Além disso, ONGs, universidades, prefeituras e empresas podem acelerar a implementação e desenvolvimento do projeto, mas não são requisitos. O ideal é que as pessoas também estejam instruídas sobre técnicas de agricultura e manejo das espécies.

“O projeto pode ser implementado de maneira autossustentável, utilizando técnicas ecológicas, materiais recicláveis e, sobretudo, o comprometimento das pessoas”, sugere.

Daniel Garcia recomenda também que as hortas urbanas sejam conectadas com elementos complementares, como composteiras, cisternas, minhocários e geradores de energia renovável.

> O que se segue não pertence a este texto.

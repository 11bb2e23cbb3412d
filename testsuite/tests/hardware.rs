#![no_std]
#![no_main]

use adc_uart::adc::{Adc, Enabled};
use adc_uart::config;
use adc_uart::device::{rcc as rcc_regs, usart2};
use adc_uart::rcc;
use adc_uart::regs::{Bus, Mmio};
use adc_uart::serial::Serial;
use adc_uart::tim::Timer;
use adc_uart::wait::MaxPolls;
use cortex_m::peripheral::DWT;
use defmt::unwrap;
use defmt_rtt as _; // global logger
use panic_probe as _;
use stm32f4xx_hal::pac;

// Safety: the peripherals are claimed in `init`, before any test touches them
static BUS: Mmio = unsafe { Mmio::new() };

const CYC_PER_US: u32 = config::clk::SYSCLK_HZ / 1_000_000;

// WARNING will wrap-around eventually, use this for relative timing only
defmt::timestamp!("{=u32:us}", DWT::cycle_count() / CYC_PER_US);

/// Cycles elapsed while running `f`.
fn cycles(f: impl FnOnce()) -> u32 {
    let start = DWT::cycle_count();
    f();
    DWT::cycle_count().wrapping_sub(start)
}

fn assert_elapsed_us(elapsed: u32, us: u32) {
    let expected = us * CYC_PER_US;
    // the prescaler is not reset along with the counter, so each 1us wait can come up short
    let lower = expected - expected / 100;
    // loop and register access overhead
    let upper = expected + expected / 50;
    defmt::assert!(
        lower <= elapsed && elapsed <= upper,
        "Delay is incorrect: {} <= {} <= {}",
        lower,
        elapsed,
        upper
    );
}

#[defmt_test::tests]
mod tests {
    use super::*;

    struct State {
        timer: Timer<'static, Mmio>,
        serial: Serial<'static, Mmio>,
        adc: Adc<'static, Mmio, Enabled>,
    }

    #[init]
    fn init() -> State {
        let _dp = unwrap!(pac::Peripherals::take());
        let mut cp = unwrap!(pac::CorePeripherals::take());
        cp.DCB.enable_trace();
        cp.DWT.enable_cycle_counter();

        rcc::configure(&BUS);

        State {
            timer: Timer::configure(&BUS),
            serial: Serial::configure(&BUS),
            adc: Adc::configure(&BUS).enable(),
        }
    }

    #[test]
    fn system_clock_is_pll() {
        let cfgr = BUS.read(rcc_regs::CFGR);
        defmt::assert_eq!(cfgr.get(rcc_regs::cfgr::SWS), rcc_regs::cfgr::SW_PLL);
    }

    #[test]
    fn microsecond_delay(state: &mut State) {
        let elapsed = cycles(|| state.timer.delay_us(10_000));
        assert_elapsed_us(elapsed, 10_000);
    }

    #[test]
    fn millisecond_delay(state: &mut State) {
        let elapsed = cycles(|| state.timer.delay_ms(20));
        assert_elapsed_us(elapsed, 20_000);
    }

    #[test]
    fn conversion_in_range(state: &mut State) {
        for channel in config::adc::SCAN_CHANNELS {
            let sample = state.adc.convert(channel);
            defmt::info!("channel {}: {}", channel, sample);
            defmt::assert!(sample <= config::adc::MAX_POSSIBLE_SAMPLE);
        }
    }

    #[test]
    fn transmit_completes(state: &mut State) {
        unwrap!(state
            .serial
            .send_byte_within(b'\n', &mut MaxPolls::new(1_000_000))
            .ok());
        defmt::assert!(BUS.read(usart2::SR).is_set(usart2::sr::TC));
    }

    #[test]
    fn send_string_counts_bytes(state: &mut State) {
        let sent = state
            .serial
            .send_string(b"testsuite\r\n\0ignored", 64, config::serial::SEND_TIMEOUT_MS);
        defmt::assert_eq!(sent, 11);
    }
}
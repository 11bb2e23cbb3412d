//! The line sent over serial for each sample.

use crate::ascii;
use crate::config;
use core::fmt::Write;
use heapless::String;

pub type Line = String<{ config::driver::LINE_LEN }>;

/// Input voltage corresponding to a raw sample.
pub fn voltage(raw: u16) -> f32 {
    f32::from(raw) * (config::adc::VREF / config::adc::FULL_SCALE)
}

/// `ASCII Code: <codes>, Voltage: <volts> V\r\n`, with the voltage to 2 decimal places.
pub fn render(codes: &ascii::Codes, volts: f32) -> Line {
    let mut line = Line::new();
    if write!(line, "ASCII Code: {}, Voltage: {:.2} V\r\n", codes, volts).is_err() {
        panic!("report line overflow: {}", codes.as_str());
    }
    line
}

// worst case: 5 digit sample (u16::MAX), 52.80V
const _: () = assert!(
    "ASCII Code: ".len() + 5 * 3 - 1 + ", Voltage: ".len() + "52.80".len() + " V\r\n".len()
        <= config::driver::LINE_LEN
);
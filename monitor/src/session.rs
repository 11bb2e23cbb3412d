//! Owning the terminal while serial output streams in.

use crate::parse;
use crate::state::State;
use crate::terminal::{self, Redraw};
use crossterm::event::{self, Event, KeyCode, KeyEvent, KeyModifiers};
use crossterm::execute;
use crossterm::terminal::{
    disable_raw_mode, enable_raw_mode, EnterAlternateScreen, LeaveAlternateScreen,
};
use std::io::{self, BufRead};
use std::process::exit;
use std::thread;
use tui::backend::CrosstermBackend;
use tui::Terminal;

/// Raw mode on the alternate screen, until dropped.
struct AltScreen;

impl AltScreen {
    fn enter() -> Result<Self, io::Error> {
        enable_raw_mode()?;
        let screen = Self;
        execute!(io::stdout(), EnterAlternateScreen)?;
        Ok(screen)
    }
}

impl Drop for AltScreen {
    fn drop(&mut self) {
        restore();
    }
}

fn restore() {
    let _ = execute!(io::stdout(), LeaveAlternateScreen);
    let _ = disable_raw_mode();
}

fn is_quit(key: KeyEvent) -> bool {
    let ctrl_c = key.modifiers == KeyModifiers::CONTROL && key.code == KeyCode::Char('c');
    let q = key.modifiers == KeyModifiers::NONE && key.code == KeyCode::Char('q');
    ctrl_c || q
}

fn wait_for_quit() -> Result<(), io::Error> {
    loop {
        if let Event::Key(key) = event::read()? {
            if is_quit(key) {
                return Ok(());
            }
        }
    }
}

/// Chart report lines from `input` until it closes or the user quits.
pub fn run(mut input: impl BufRead) -> Result<(), io::Error> {
    let mut line = String::new();

    // Opening the serial port can still be echoing to the terminal; let it finish first.
    if input.read_line(&mut line)? == 0 {
        return Ok(());
    }

    let stdout = io::stdout();
    let mut terminal = Terminal::new(CrosstermBackend::new(&stdout))?;
    let _screen = AltScreen::enter()?;

    // raw mode swallows Ctrl-C, so watch for it ourselves
    thread::spawn(|| {
        let status = match wait_for_quit() {
            Ok(()) => 0,
            Err(e) => {
                eprintln!("Failed to read keyboard input: {}", e);
                1
            }
        };
        // exit skips the main thread's destructors
        restore();
        exit(status);
    });

    terminal.hide_cursor()?;
    let mut state = State::default();
    terminal::draw(&state, &mut terminal)?;

    pump(&mut state, line, &mut input, |state| {
        terminal::draw(state, &mut terminal)
    })
}

/// Handle `first`, then every following line of `input`, redrawing as needed.
fn pump(
    state: &mut State,
    first: String,
    input: &mut impl BufRead,
    mut draw: impl FnMut(&State) -> Result<(), io::Error>,
) -> Result<(), io::Error> {
    let mut line = first;
    loop {
        match parse::handle_line(state, &line) {
            Redraw::No => {}
            Redraw::Yes => draw(state)?,
        }

        line.clear();
        if input.read_line(&mut line)? == 0 {
            // input stream closed
            return Ok(());
        }
    }
}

“Dessa forma, as hortas urbanas se tornam mais versáteis e aumentam sua capacidade de conscientização de forma permanente sobre os danos que o distanciamento da natureza pode causar na sociedade urbana”.

Para ele, o maior desafio enfrentado hoje é a burocracia para o uso de terrenos baldios subutilizados. Apesar de influenciar significativamente na qualidade de vida dos moradores e impactar o bem-estar em ambientes de trabalho ou escolares, as hortas comunitárias precisam de mobilização e pressão social para que recebam financiamento adequado.

“Embora as hortas comunitárias apresentem soluções eficazes para superar vários problemas socioambientais e econômicos, eu entendo que a sociedade não está completamente conscientizada sobre a magnitude do projeto. Além disso, o Estado ainda não reconheceu essa ferramenta socioambiental como prioritária”, conclui.